→ Exercise directions: Exactly reproduce the lines from the top of the entries below through the line containing "an identifying User-Agent", with both ends included.

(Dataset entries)
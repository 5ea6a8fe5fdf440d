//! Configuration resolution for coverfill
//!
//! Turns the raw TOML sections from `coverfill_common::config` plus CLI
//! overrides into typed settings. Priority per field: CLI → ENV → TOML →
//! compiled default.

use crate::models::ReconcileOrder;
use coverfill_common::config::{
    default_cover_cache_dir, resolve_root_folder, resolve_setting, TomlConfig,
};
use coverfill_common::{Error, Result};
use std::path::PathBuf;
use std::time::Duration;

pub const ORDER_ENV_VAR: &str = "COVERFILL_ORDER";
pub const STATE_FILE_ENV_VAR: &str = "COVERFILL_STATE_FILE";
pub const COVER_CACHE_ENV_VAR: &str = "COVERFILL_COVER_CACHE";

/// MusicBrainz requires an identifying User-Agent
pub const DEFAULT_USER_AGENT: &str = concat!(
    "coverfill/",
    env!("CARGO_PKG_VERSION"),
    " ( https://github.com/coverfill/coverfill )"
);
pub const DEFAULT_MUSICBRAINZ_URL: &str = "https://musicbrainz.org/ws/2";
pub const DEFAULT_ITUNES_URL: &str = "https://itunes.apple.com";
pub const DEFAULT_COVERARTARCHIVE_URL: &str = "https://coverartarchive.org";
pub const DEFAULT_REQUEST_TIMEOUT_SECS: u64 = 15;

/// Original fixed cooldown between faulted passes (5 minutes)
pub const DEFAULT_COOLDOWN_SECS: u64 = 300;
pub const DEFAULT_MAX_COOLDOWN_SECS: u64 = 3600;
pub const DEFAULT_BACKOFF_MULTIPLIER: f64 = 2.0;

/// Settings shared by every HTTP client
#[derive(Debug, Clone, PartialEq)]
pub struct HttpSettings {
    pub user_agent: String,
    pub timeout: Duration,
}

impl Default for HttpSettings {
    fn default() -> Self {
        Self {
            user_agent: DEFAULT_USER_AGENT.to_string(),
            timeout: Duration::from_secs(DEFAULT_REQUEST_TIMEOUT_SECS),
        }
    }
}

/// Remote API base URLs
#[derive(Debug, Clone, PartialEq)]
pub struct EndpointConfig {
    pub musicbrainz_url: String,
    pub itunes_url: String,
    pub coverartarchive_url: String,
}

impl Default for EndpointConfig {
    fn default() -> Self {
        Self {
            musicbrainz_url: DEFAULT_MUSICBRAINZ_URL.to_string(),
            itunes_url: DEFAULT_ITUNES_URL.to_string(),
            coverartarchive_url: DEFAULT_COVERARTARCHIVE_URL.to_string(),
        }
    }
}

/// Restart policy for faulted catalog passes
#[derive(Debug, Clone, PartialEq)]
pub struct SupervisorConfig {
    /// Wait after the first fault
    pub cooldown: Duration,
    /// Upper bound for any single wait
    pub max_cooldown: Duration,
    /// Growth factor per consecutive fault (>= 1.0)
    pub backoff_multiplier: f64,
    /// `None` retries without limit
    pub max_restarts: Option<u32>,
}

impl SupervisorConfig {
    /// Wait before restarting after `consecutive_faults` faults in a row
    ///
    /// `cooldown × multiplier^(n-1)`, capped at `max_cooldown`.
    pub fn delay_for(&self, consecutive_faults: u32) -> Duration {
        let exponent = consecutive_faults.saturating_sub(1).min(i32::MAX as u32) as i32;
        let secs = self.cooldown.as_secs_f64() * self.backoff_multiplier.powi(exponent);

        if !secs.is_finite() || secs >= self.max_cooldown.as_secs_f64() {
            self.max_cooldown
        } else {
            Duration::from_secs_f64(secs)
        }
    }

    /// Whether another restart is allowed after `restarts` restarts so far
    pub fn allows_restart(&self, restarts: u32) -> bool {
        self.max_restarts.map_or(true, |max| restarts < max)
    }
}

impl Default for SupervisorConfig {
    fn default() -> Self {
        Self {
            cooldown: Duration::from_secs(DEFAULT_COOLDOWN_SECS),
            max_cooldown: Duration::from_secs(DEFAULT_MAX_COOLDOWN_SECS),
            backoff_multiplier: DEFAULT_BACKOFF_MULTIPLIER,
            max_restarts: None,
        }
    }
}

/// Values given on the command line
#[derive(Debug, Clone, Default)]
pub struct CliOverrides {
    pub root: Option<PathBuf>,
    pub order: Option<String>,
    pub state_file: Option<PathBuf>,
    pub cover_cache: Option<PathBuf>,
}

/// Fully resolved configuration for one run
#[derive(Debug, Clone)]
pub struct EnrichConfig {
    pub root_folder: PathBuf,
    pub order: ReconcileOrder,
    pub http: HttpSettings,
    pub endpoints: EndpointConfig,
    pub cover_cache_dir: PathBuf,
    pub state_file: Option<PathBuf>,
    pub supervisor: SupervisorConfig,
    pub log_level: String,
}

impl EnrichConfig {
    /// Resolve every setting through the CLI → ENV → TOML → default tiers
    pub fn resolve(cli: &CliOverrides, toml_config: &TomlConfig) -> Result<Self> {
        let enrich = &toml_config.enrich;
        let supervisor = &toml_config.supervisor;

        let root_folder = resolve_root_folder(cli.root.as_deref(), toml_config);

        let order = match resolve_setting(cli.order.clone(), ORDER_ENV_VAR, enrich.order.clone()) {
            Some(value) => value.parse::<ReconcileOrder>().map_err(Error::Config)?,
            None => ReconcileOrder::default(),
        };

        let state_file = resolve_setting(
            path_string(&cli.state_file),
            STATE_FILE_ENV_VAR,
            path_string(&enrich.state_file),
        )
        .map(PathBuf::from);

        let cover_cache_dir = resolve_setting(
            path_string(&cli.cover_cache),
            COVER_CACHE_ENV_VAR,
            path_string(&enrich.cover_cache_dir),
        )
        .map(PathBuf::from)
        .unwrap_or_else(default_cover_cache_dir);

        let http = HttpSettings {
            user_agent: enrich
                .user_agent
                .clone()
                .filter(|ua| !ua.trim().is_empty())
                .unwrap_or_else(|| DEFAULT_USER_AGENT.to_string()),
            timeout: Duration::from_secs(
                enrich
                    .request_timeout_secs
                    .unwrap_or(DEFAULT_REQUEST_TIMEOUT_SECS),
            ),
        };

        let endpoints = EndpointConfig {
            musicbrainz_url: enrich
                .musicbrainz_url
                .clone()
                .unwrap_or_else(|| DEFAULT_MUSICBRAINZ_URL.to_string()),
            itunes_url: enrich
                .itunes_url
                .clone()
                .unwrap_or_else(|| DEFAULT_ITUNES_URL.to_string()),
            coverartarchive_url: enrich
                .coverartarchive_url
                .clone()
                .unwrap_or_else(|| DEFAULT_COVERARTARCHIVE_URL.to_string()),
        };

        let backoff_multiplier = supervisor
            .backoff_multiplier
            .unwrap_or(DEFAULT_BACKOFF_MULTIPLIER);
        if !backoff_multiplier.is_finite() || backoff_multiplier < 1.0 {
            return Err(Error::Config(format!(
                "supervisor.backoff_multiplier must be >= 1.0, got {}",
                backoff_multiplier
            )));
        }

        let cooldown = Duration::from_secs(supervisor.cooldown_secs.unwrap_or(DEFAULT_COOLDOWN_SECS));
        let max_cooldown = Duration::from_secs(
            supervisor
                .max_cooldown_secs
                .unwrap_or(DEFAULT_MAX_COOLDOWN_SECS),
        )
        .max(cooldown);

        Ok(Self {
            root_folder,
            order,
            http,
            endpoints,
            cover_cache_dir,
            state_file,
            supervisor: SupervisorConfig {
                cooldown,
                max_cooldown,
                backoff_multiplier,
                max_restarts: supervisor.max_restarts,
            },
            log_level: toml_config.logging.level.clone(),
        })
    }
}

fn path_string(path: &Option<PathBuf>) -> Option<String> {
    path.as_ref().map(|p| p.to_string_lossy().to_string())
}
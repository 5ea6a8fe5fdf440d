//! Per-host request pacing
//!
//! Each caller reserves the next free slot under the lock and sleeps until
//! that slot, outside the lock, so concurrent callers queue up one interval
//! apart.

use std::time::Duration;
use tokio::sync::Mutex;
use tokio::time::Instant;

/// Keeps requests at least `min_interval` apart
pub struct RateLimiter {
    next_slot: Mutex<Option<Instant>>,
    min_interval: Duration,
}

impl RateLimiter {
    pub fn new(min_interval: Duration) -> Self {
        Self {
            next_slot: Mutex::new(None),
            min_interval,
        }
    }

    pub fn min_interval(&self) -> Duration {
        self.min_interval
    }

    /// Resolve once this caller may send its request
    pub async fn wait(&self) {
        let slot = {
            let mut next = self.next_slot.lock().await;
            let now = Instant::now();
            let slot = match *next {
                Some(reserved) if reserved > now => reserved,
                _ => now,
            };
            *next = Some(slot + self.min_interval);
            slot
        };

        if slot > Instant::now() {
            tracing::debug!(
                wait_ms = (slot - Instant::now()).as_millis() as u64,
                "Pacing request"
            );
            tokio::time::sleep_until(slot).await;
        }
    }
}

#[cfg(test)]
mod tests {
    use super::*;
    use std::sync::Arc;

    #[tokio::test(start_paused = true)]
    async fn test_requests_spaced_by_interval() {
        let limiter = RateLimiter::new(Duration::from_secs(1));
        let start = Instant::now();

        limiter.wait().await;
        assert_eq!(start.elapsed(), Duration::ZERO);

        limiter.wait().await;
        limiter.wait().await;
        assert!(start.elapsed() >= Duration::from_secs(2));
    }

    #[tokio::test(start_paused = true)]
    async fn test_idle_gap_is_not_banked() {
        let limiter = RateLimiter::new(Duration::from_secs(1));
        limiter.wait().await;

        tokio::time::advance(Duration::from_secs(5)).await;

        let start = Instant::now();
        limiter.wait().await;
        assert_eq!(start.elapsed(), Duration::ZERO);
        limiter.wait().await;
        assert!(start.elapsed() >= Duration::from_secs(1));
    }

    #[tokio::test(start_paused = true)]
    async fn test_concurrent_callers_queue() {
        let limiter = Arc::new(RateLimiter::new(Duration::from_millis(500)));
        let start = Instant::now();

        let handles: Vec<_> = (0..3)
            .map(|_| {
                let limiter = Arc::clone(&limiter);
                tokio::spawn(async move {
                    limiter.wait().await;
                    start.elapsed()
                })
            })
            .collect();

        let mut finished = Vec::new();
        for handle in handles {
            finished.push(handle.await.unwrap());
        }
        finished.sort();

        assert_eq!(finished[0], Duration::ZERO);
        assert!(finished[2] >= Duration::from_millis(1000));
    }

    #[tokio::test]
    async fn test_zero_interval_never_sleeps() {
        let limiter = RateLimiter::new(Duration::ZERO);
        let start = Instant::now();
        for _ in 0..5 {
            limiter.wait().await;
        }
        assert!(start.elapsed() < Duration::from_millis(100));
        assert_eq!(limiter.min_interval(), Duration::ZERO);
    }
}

→ Written solution:
repository 5ea6a8fe5fdf440d
//! Configuration resolution for coverfill
//!
//! Turns the raw TOML sections from `coverfill_common::config` plus CLI
//! overrides into typed settings. Priority per field: CLI → ENV → TOML →
//! compiled default.

use crate::models::ReconcileOrder;
use coverfill_common::config::{
    default_cover_cache_dir, resolve_root_folder, resolve_setting, TomlConfig,
};
use coverfill_common::{Error, Result};
use std::path::PathBuf;
use std::time::Duration;

pub const ORDER_ENV_VAR: &str = "COVERFILL_ORDER";
pub const STATE_FILE_ENV_VAR: &str = "COVERFILL_STATE_FILE";
pub const COVER_CACHE_ENV_VAR: &str = "COVERFILL_COVER_CACHE";

/// MusicBrainz requires an identifying User-Agent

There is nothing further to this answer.